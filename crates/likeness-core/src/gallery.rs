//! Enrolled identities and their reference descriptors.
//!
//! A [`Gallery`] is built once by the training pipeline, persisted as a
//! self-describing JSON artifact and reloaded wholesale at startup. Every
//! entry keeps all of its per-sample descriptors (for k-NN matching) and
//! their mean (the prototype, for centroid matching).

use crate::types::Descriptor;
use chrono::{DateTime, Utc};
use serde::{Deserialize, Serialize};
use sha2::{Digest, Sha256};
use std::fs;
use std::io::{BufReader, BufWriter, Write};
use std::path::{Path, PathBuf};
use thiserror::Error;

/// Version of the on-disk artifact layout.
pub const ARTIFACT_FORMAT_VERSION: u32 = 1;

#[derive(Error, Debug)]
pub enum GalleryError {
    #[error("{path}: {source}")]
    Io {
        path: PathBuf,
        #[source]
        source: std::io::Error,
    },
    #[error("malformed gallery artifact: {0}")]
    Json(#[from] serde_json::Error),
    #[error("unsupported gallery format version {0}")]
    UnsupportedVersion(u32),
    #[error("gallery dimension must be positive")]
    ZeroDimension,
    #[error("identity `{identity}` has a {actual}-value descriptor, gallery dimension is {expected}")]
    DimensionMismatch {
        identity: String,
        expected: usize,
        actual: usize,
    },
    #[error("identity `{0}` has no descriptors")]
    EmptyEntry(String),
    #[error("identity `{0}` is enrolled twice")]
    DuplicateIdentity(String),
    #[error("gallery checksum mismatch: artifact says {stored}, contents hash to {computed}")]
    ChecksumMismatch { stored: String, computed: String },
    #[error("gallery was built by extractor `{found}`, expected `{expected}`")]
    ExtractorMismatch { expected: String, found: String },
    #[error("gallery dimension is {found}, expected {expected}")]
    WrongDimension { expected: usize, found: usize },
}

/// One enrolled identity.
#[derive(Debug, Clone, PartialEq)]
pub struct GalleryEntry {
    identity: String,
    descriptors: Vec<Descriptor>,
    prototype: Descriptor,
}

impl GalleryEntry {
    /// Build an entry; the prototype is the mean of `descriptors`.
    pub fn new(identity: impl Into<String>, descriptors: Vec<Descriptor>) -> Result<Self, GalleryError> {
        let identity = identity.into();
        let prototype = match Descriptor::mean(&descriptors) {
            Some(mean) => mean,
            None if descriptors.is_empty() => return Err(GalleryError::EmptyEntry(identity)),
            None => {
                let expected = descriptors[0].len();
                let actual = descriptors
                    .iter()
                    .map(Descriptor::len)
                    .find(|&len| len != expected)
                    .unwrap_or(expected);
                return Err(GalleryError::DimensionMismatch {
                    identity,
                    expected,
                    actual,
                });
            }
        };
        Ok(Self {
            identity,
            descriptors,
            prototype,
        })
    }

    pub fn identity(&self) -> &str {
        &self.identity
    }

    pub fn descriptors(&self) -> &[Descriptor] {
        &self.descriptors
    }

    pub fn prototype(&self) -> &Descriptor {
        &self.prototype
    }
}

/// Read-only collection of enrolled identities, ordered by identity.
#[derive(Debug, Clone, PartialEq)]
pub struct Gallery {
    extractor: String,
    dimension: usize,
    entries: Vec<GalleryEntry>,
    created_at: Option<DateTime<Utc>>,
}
------------
The reply must present every entry, transcribed with its exact wording.

▶ _OUTPUT BELOW_:
filename crates/likeness-core/src/gallery.rs
//! Enrolled identities and their reference descriptors.
//!
//! A [`Gallery`] is built once by the training pipeline, persisted as a
//! self-describing JSON artifact and reloaded wholesale at startup. Every
//! entry keeps all of its per-sample descriptors (for k-NN matching) and
//! their mean (the prototype, for centroid matching).

use crate::types::Descriptor;
use chrono::{DateTime, Utc};
use serde::{Deserialize, Serialize};
use sha2::{Digest, Sha256};
use std::fs;
use std::io::{BufReader, BufWriter, Write};
use std::path::{Path, PathBuf};
use thiserror::Error;

/// Version of the on-disk artifact layout.
pub const ARTIFACT_FORMAT_VERSION: u32 = 1;

#[derive(Error, Debug)]
pub enum GalleryError {
    #[error("{path}: {source}")]
    Io {
        path: PathBuf,
        #[source]
        source: std::io::Error,
    },
    #[error("malformed gallery artifact: {0}")]
    Json(#[from] serde_json::Error),
    #[error("unsupported gallery format version {0}")]
    UnsupportedVersion(u32),
    #[error("gallery dimension must be positive")]
    ZeroDimension,
    #[error("identity `{identity}` has a {actual}-value descriptor, gallery dimension is {expected}")]
    DimensionMismatch {
        identity: String,
        expected: usize,
        actual: usize,
    },
    #[error("identity `{0}` has no descriptors")]
    EmptyEntry(String),
    #[error("identity `{0}` is enrolled twice")]
    DuplicateIdentity(String),
    #[error("gallery checksum mismatch: artifact says {stored}, contents hash to {computed}")]
    ChecksumMismatch { stored: String, computed: String },
    #[error("gallery was built by extractor `{found}`, expected `{expected}`")]
    ExtractorMismatch { expected: String, found: String },
    #[error("gallery dimension is {found}, expected {expected}")]
    WrongDimension { expected: usize, found: usize },
}

/// One enrolled identity.
#[derive(Debug, Clone, PartialEq)]
pub struct GalleryEntry {
    identity: String,
    descriptors: Vec<Descriptor>,
    prototype: Descriptor,
}

impl GalleryEntry {
    /// Build an entry; the prototype is the mean of `descriptors`.
    pub fn new(identity: impl Into<String>, descriptors: Vec<Descriptor>) -> Result<Self, GalleryError> {
        let identity = identity.into();
        let prototype = match Descriptor::mean(&descriptors) {
            Some(mean) => mean,
            None if descriptors.is_empty() => return Err(GalleryError::EmptyEntry(identity)),
            None => {
                let expected = descriptors[0].len();
                let actual = descriptors
                    .iter()
                    .map(Descriptor::len)
                    .find(|&len| len != expected)
                    .unwrap_or(expected);
                return Err(GalleryError::DimensionMismatch {
                    identity,
                    expected,
                    actual,
                });
            }
        };
        Ok(Self {
            identity,
            descriptors,
            prototype,
        })
    }

    pub fn identity(&self) -> &str {
        &self.identity
    }

    pub fn descriptors(&self) -> &[Descriptor] {
        &self.descriptors
    }

    pub fn prototype(&self) -> &Descriptor {
        &self.prototype
    }
}

/// Read-only collection of enrolled identities, ordered by identity.
#[derive(Debug, Clone, PartialEq)]
pub struct Gallery {
    extractor: String,
    dimension: usize,
    entries: Vec<GalleryEntry>,
    created_at: Option<DateTime<Utc>>,
}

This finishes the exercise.